Oleg Kolesnikov, VP of Threat Research at Securonix, has made a key contribution to the MITRE Cloud ATT&CK Matrix for Azure AD. Linked to the SolarWinds breach and used by the group responsible, T1606.002 describes a method for forging valid credentials using SAML tokens signed by a trusted authority. A central part of the attack on SolarWinds customers, this technique facilitated privilege escalation as well as lateral movement of the attackers across applications – while also opening access for additional attackers into enterprise applications that use SAML authentication.
This blog describes how the attack is relevant, the real threat involved, and mitigation and detection steps and possibilities.
John Doe finally managed to login to the expense portal, after multiple password change requests and account unlocks. He could not understand why his account had been locked over the weekend. All he knew was that his team had just returned from a trip and there were many expenses submitted for his approval. He also had reimbursements to claim. The portal had not allowed him to login for over an hour, until a support rep had reluctantly unlocked his ID for him while letting him know that there were multiple red flags on his account.
The main page loaded…and John Doe found out why his account had been locked. His expense account showed approved expenses of over a million dollars, transferred to individual employee accounts. It also showed that those accounts had recently had their linked bank details changed. His account, too, had approved expenses of over $2,000,000 – all routed to a bank account he did not recognize!
Account number changes in the HR software, expense approvals in the expensing software, and approval emails from the internal email server – everything had been changed and done within a day, and without a trace of illegitimate activity.
John Doe rushed over to IT Support. They would surely be able to fix it – right?
SAML and Enterprise Applications
As the cloud has taken over computing models, enterprises have seen an explosion in the options they have when it comes to enabling business functions. A massive number of specialized software as a service (SaaS) applications are now available. But enterprise users cannot remember different usernames and passwords for these applications.
Single sign-on (SSO) protocols such as SAML and OAuth have emerged to solve this problem. SAML enables secure SSO for both cloud SaaS and on-premises applications. A multitude of identity providers, such as Microsoft Azure Active Directory, Active Directory Federation Services (ADFS), Okta, and PingIdentity, provide secure SAML-based authentication support, and most enterprise applications now support SAML as an alternate means of authentication, along with their primary authentication system.
Core to the SAML authentication system is the concept of trusted authorities – certificate based systems that can authenticate users and, when successful, provide them with a signed token that is used as a multi-use pass with a limited validity period (much like a football season ticket) to access various enterprise applications. These trusted authorities usually use secure certificates to sign tokens, and identifying passphrases and keys need to be configured for both the identity provider as well as for the service provider (the application). SAML trust is therefore built as a secure, two-way system.
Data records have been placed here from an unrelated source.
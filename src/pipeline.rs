use serde::Serialize;
use thiserror::Error;
use tracing::{debug, info, warn};

use crate::browser::{Browser, PageSession, SessionError};
use crate::fetch::{FetchError, RawDocument};
use crate::oracle::{LocatorProposal, Oracle, OracleError, SelectorKind};
use crate::reduce::{self, ReduceError};
use crate::resolve::{self, Resolved, ResolveError, ResolveWarning};

/// Every failure of one invocation, classified into exactly one kind. Raw
/// transport and driver errors are always wrapped, never surfaced bare.
#[derive(Debug, Error)]
pub enum PipelineError {
    #[error("page fetch failed: {0}")]
    Fetch(#[from] FetchError),

    #[error("markup reduction failed: {0}")]
    Reduce(#[from] ReduceError),

    #[error("locator proposal failed: {0}")]
    Oracle(#[from] OracleError),

    #[error("browser session failed: {0}")]
    Session(#[from] SessionError),

    #[error("locator resolution failed: {0}")]
    Resolve(#[from] ResolveError),
}

/// Verified extraction: the oracle's claim alongside what the live page
/// actually rendered. Whether a mismatch is acceptable is caller policy.
#[derive(Debug, Clone, Serialize)]
pub struct Extraction {
    pub extracted_price: String,
    pub selector_kind: SelectorKind,
    pub selector_value: String,
    pub rendered_text: String,
    pub warning: Option<ResolveWarning>,
}

impl Extraction {
    /// Does the oracle's claimed price agree with the rendered text?
    pub fn price_matches(&self) -> bool {
        self.extracted_price.trim() == self.rendered_text.trim()
    }

    /// Scraper action plan for downstream configuration: select the verified
    /// locator.
    pub fn actions(&self) -> Vec<ScraperAction> {
        vec![ScraperAction {
            action: "select",
            select_by: self.selector_kind,
            selector: self.selector_value.clone(),
        }]
    }
}

#[derive(Debug, Clone, Serialize)]
pub struct ScraperAction {
    #[serde(rename = "type")]
    pub action: &'static str,
    pub select_by: SelectorKind,
    pub selector: String,
}

/// Run one invocation: reduce → propose → page load → resolve.
///
/// Stages are strictly sequential with no retry; re-invoke the whole pipeline
/// if retries are wanted. The browser session is opened only once a valid
/// proposal exists and is released on every exit path.
pub async fn run<O, B>(
    doc: &RawDocument,
    oracle: &O,
    browser: &B,
) -> Result<Extraction, PipelineError>
where
    O: Oracle + Sync,
    B: Browser + Sync,
{
    info!("Reducing markup for {}", doc.url);
    let reduced = reduce::reduce(&doc.html)?;
    debug!(
        "Reduced markup from {} to {} bytes",
        doc.html.len(),
        reduced.len()
    );

    let proposal = oracle.propose(&reduced).await?;
    info!(
        "Oracle proposed {} selector {:?} for price {:?}",
        proposal.select_by, proposal.selector, proposal.price
    );

    let session = browser.open().await?;
    let outcome = verify(&session, &doc.url, &proposal).await;

    // Released on success and on every failure; a close failure is logged and
    // never masks the verification outcome.
    if let Err(e) = session.close().await {
        warn!("Session close failed: {}", e);
    }

    let resolved = outcome?;
    if let Some(ResolveWarning::AmbiguousMatch { matches }) = resolved.warning {
        info!("Locator matched {} elements; result uses the first", matches);
    }

    Ok(Extraction {
        extracted_price: proposal.price,
        selector_kind: proposal.select_by,
        selector_value: proposal.selector,
        rendered_text: resolved.text,
        warning: resolved.warning,
    })
}

async fn verify<S: PageSession>(
    session: &S,
    url: &str,
    proposal: &LocatorProposal,
) -> Result<Resolved, PipelineError> {
    session.navigate(url).await?;
    let resolved = resolve::resolve(session, proposal.select_by, &proposal.selector).await?;
    Ok(resolved)
}

// ── Tests ──
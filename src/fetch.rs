use thiserror::Error;
use tracing::info;

/// Raw page markup plus the URL it came from. Consumed once by the reducer.
#[derive(Debug, Clone)]
pub struct RawDocument {
    pub url: String,
    pub html: String,
}

#[derive(Debug, Error)]
#[error("failed to fetch {url}: {source}")]
pub struct FetchError {
    pub url: String,
    #[source]
    pub source: reqwest::Error,
}

/// Fetch a product page and return its raw HTML. Non-2xx statuses are fetch
/// failures; no retries here.
pub async fn fetch(url: &str) -> Result<RawDocument, FetchError> {
    info!("Fetching page: {}", url);
    let html = reqwest::Client::new()
        .get(url)
        .send()
        .await
        .and_then(|r| r.error_for_status())
        .map_err(|source| FetchError {
            url: url.to_string(),
            source,
        })?
        .text()
        .await
        .map_err(|source| FetchError {
            url: url.to_string(),
            source,
        })?;

    info!("Fetched {} bytes", html.len());
    Ok(RawDocument {
        url: url.to_string(),
        html,
    })
}
use anyhow::Result;
use octograph::{
    app::{self, RunMode},
    config::AppConfig,
    observability,
};

#[tokio::main(flavor = "current_thread")]
async fn main() -> Result<()> {
    observability::init_tracing();

    // Load configuration
    let cfg = AppConfig::load()?;

    match app::run(&cfg, RunMode::Scheduled).await {
        Ok(outcome) => {
            for s in &outcome.series {
                tracing::info!(series = %s.kind, readings = s.readings, "series ingested");
            }
            Ok(())
        }
        Err(e) => {
            tracing::error!(error = %e, "run failed");
            Err(e.into())
        }
    }
}
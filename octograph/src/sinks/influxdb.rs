use std::time::Duration;

use octograph_domain::domain::{Point, SeriesKind};
use reqwest::Client;

use crate::{
    config::InfluxDbConfig,
    pipeline::{PipelineError, PointSink},
};

use super::line_protocol::encode_batch;

/// Writes a batch to InfluxDB's `/write` endpoint in one request.
///
/// InfluxDB applies a line-protocol request atomically per shard and upserts
/// on series key plus timestamp, so replaying a window overwrites.
pub struct InfluxDbSink {
    client: Client,
    write_url: String,
    database: String,
    credentials: Option<(String, String)>,
}

impl InfluxDbSink {
    pub fn new(cfg: &InfluxDbConfig, timeout: Duration) -> Result<Self, PipelineError> {
        let client = Client::builder()
            .timeout(timeout)
            .build()
            .map_err(|e| PipelineError::Configuration(format!("failed to build InfluxDB client: {e}")))?;

        let credentials = (!cfg.user.is_empty()).then(|| (cfg.user.clone(), cfg.password.clone()));

        Ok(Self {
            client,
            write_url: format!("http://{}:{}/write", cfg.host, cfg.port),
            database: cfg.database.clone(),
            credentials,
        })
    }
}

#[async_trait::async_trait]
impl PointSink for InfluxDbSink {
    async fn store(&self, series: SeriesKind, points: &[Point]) -> Result<(), PipelineError> {
        if points.is_empty() {
            return Ok(());
        }

        let body = encode_batch(points);
        let bytes = body.len();

        let mut request = self
            .client
            .post(&self.write_url)
            .query(&[("db", self.database.as_str()), ("precision", "ns")])
            .body(body);
        if let Some((user, password)) = &self.credentials {
            request = request.basic_auth(user, Some(password));
        }

        let fail = |message: String| {
            tracing::error!(series = %series, error = %message, "InfluxDB write failed");
            metrics::counter!("sink_errors_total", "series" => series.as_str()).increment(1);
            PipelineError::SinkWrite { series, message }
        };

        let response = request.send().await.map_err(|e| fail(e.to_string()))?;
        let status = response.status();
        if !status.is_success() {
            let text = response.text().await.unwrap_or_default();
            return Err(fail(format!("HTTP {status}: {}", text.trim())));
        }

        metrics::counter!("sink_points_written_total", "series" => series.as_str())
            .increment(points.len() as u64);
        tracing::debug!(series = %series, points = points.len(), bytes, "wrote batch to InfluxDB");

        Ok(())
    }
}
The Attack: T1606.002 (Forge Web Credentials – SAML Tokens)
Contributed by Oleg Kolesnikov, VP of Threat Research at Securonix along with Blake Strom from Microsoft, T1606.002 describes a technique that was central to attackers gaining near unlimited access to enterprise applications running on networks affected by the SolarWinds breach. The attack follows a two-step process:
- Attackers use obtained administrative privileges (such as during the SolarWinds Orion breach) to gain access to the internal SAML token signing certificate. This access allows the attacker to create tokens that impersonate ANY account in the enterprise.
- Once this access is gained, malicious access can be gained to any on-premises or cloud resource that uses the SAML authority as a trusted identity provider.
The attacker can then, using global administrator privileges, add additional credentials for existing applications – enabling API calls as well as (if not audited post detection) dormant credentials that can be utilized at a later time for continued attack.
These breaches are typically undetectable using standard security tools, as the access is gained using apparently legitimate tokens, sourced from legitimate accounts, and signed by the original token signing certificate.
This is a critically damaging technique that can allow an attacker access to any enterprise resource using SAML for authentication (as we described in the introduction). Detection and mitigation of this threat is not easy. It is difficult to detect because it uses verified, valid credentials in what seems like a legitimate access attempt.
Detecting and Mitigating the Threat
The MITRE ATT&CK page for the technique lists several mitigation strategies, including rotating signing certificates and structured audits. Detection is acknowledged to be difficult, but possible post compromise, or by monitoring for specific event codes.
Securonix’s UEBA-driven SIEM platform was built to detect these types of threats through advanced behavior analytics. These algorithms account for multiple indicators of malicious activity – general privilege usage as compared to the peer group, time of day and geographic location for logins, account behavior post login, and several other factors – to detect when an account is compromised or malicious, even if the access is legitimate as per security requirements.
Securonix uses a threat chain methodology to connect related malicious activity indicators together, identifying and separating real threats from relatively innocuous events.
Using Securonix Next-Gen SIEM with best-of-breed UEBA, SOC analysts are able to detect anomalous behavior like that in the example above and block the fraudulent transactions. With the right detection in place, even the effects of a wide-ranging attack such as the SolarWinds breach can be minimized.